(Stored data)
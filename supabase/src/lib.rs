//! # Gather Supabase
//!
//! Production [`DataClient`] and [`AuthProvider`] backed by a Supabase
//! project:
//!
//! - PostgREST (`/rest/v1`) for selects and mutations
//! - GoTrue (`/auth/v1`) for password sign-in, sign-up and sign-out
//! - Realtime (`/realtime/v1/websocket`) for change feeds
//!
//! The access token obtained at sign-in is shared by every clone of the
//! client and used for REST calls and realtime joins alike. Without a session
//! requests go out with the anon key, so row-level security sees an anonymous
//! caller.
//!
//! # Example
//!
//! ```ignore
//! use gather_supabase::{SupabaseClient, SupabaseConfig};
//!
//! let client = SupabaseClient::new(SupabaseConfig::new(
//!     "https://xyz.supabase.co",
//!     std::env::var("SUPABASE_ANON_KEY")?,
//! ))?;
//! client.sign_in("ada@example.com".into(), "secret".into()).await?;
//! ```
//!
//! [`DataClient`]: gather_core::remote::DataClient
//! [`AuthProvider`]: gather_core::auth::AuthProvider

use gather_core::auth::AuthIdentity;
use std::sync::{Arc, PoisonError, RwLock};
use std::time::Duration;
use url::Url;

mod auth;
pub mod error;
mod realtime;
mod rest;

pub use error::SupabaseError;

/// Connection settings for a Supabase project
#[derive(Clone, PartialEq, Eq)]
pub struct SupabaseConfig {
    /// Project URL, e.g. `https://xyz.supabase.co`
    pub url: String,
    /// Public anon key
    pub anon_key: String,
    /// Timeout for each HTTP request
    pub request_timeout: Duration,
    /// Interval between realtime heartbeats
    pub heartbeat_interval: Duration,
}

impl SupabaseConfig {
    /// Settings with default timeouts (10 s requests, 30 s heartbeats)
    #[must_use]
    pub fn new(url: impl Into<String>, anon_key: impl Into<String>) -> Self {
        Self {
            url: url.into(),
            anon_key: anon_key.into(),
            request_timeout: Duration::from_secs(10),
            heartbeat_interval: Duration::from_secs(30),
        }
    }
}

impl std::fmt::Debug for SupabaseConfig {
    fn fmt(&self, f: &mut std::fmt::Formatter<'_>) -> std::fmt::Result {
        f.debug_struct("SupabaseConfig")
            .field("url", &self.url)
            .field("anon_key", &"<redacted>")
            .field("request_timeout", &self.request_timeout)
            .field("heartbeat_interval", &self.heartbeat_interval)
            .finish()
    }
}

/// Supabase client
///
/// Cheap to clone; clones share the HTTP connection pool and the session.
#[derive(Clone)]
pub struct SupabaseClient {
    http: reqwest::Client,
    base: Url,
    anon_key: String,
    heartbeat_interval: Duration,
    request_timeout: Duration,
    session: Arc<RwLock<Option<AuthIdentity>>>,
}

impl SupabaseClient {
    /// Create a client for the given project
    ///
    /// # Errors
    ///
    /// Returns [`SupabaseError::InvalidUrl`] if the project URL is not an
    /// absolute http(s) URL, or [`SupabaseError::Client`] if the HTTP client
    /// cannot be built.
    pub fn new(config: SupabaseConfig) -> Result<Self, SupabaseError> {
        let base = Url::parse(&config.url).map_err(|e| SupabaseError::InvalidUrl(e.to_string()))?;
        if !matches!(base.scheme(), "http" | "https") {
            return Err(SupabaseError::InvalidUrl(format!(
                "unsupported scheme: {}",
                base.scheme()
            )));
        }

        let http = reqwest::Client::builder()
            .timeout(config.request_timeout)
            .build()
            .map_err(|e| SupabaseError::Client(e.to_string()))?;

        Ok(Self {
            http,
            base,
            anon_key: config.anon_key,
            heartbeat_interval: config.heartbeat_interval,
            request_timeout: config.request_timeout,
            session: Arc::new(RwLock::new(None)),
        })
    }

    /// Currently signed-in identity, if any
    #[must_use]
    pub fn identity(&self) -> Option<AuthIdentity> {
        self.session
            .read()
            .unwrap_or_else(PoisonError::into_inner)
            .clone()
    }

    fn set_identity(&self, identity: Option<AuthIdentity>) {
        *self.session.write().unwrap_or_else(PoisonError::into_inner) = identity;
    }

    /// Bearer token for requests: the session token, else the anon key
    fn bearer(&self) -> String {
        self.identity()
            .and_then(|identity| identity.access_token)
            .unwrap_or_else(|| self.anon_key.clone())
    }

    /// `{base}/{path}` with the project URL's own path preserved
    fn endpoint(&self, path: &str) -> Result<Url, SupabaseError> {
        let mut base = self.base.clone();
        if !base.path().ends_with('/') {
            let with_slash = format!("{}/", base.path());
            base.set_path(&with_slash);
        }
        base.join(path)
            .map_err(|e| SupabaseError::InvalidUrl(e.to_string()))
    }

    /// Realtime websocket URL (`ws`/`wss` variant of the project URL)
    fn realtime_url(&self) -> Result<Url, SupabaseError> {
        let mut url = self.endpoint("realtime/v1/websocket")?;
        let scheme = if url.scheme() == "https" { "wss" } else { "ws" };
        url.set_scheme(scheme)
            .map_err(|()| SupabaseError::InvalidUrl(format!("cannot use {scheme} scheme")))?;
        url.query_pairs_mut()
            .append_pair("apikey", &self.anon_key)
            .append_pair("vsn", "1.0.0");
        Ok(url)
    }
}

impl std::fmt::Debug for SupabaseClient {
    fn fmt(&self, f: &mut std::fmt::Formatter<'_>) -> std::fmt::Result {
        f.debug_struct("SupabaseClient")
            .field("base", &self.base.as_str())
            .field("signed_in", &self.identity().is_some())
            .finish_non_exhaustive()
    }
}

#[cfg(test)]
#[allow(clippy::unwrap_used)]
mod tests {
    use super::*;

    #[test]
    fn realtime_url_switches_scheme_and_carries_key() {
        let client =
            SupabaseClient::new(SupabaseConfig::new("https://xyz.supabase.co", "anon")).unwrap();
        assert_eq!(
            client.realtime_url().unwrap().as_str(),
            "wss://xyz.supabase.co/realtime/v1/websocket?apikey=anon&vsn=1.0.0"
        );

        let local = SupabaseClient::new(SupabaseConfig::new("http://localhost:54321", "k")).unwrap();
        assert!(local.realtime_url().unwrap().as_str().starts_with("ws://localhost:54321/"));
    }

    #[test]
    fn endpoint_keeps_base_path() {
        let client = SupabaseClient::new(SupabaseConfig::new("http://proxy.local/supa", "k")).unwrap();
        assert_eq!(
            client.endpoint("rest/v1/events").unwrap().as_str(),
            "http://proxy.local/supa/rest/v1/events"
        );
    }

    #[test]
    fn rejects_non_http_urls() {
        assert!(matches!(
            SupabaseClient::new(SupabaseConfig::new("ftp://x", "k")),
            Err(SupabaseError::InvalidUrl(_))
        ));
        assert!(matches!(
            SupabaseClient::new(SupabaseConfig::new("not a url", "k")),
            Err(SupabaseError::InvalidUrl(_))
        ));
    }

    #[test]
    fn bearer_falls_back_to_anon_key() {
        let client = SupabaseClient::new(SupabaseConfig::new("http://localhost", "anon")).unwrap();
        assert_eq!(client.bearer(), "anon");

        client.set_identity(Some(AuthIdentity {
            user_id: "u1".to_string(),
            email: "a@example.com".to_string(),
            access_token: Some("jwt".to_string()),
        }));
        assert_eq!(client.bearer(), "jwt");
    }

    #[test]
    fn debug_hides_anon_key() {
        let config = SupabaseConfig::new("http://localhost", "super-secret");
        assert!(!format!("{config:?}").contains("super-secret"));
    }
}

■ Exercise details
Please copy out each line of the data in which the word "https" occurs.

■ Output for this exercise
//!     "https://xyz.supabase.co",
    /// Project URL, e.g. `https://xyz.supabase.co`
        if !matches!(base.scheme(), "http" | "https") {
        let scheme = if url.scheme() == "https" { "wss" } else { "ws" };
            SupabaseClient::new(SupabaseConfig::new("https://xyz.supabase.co", "anon")).unwrap();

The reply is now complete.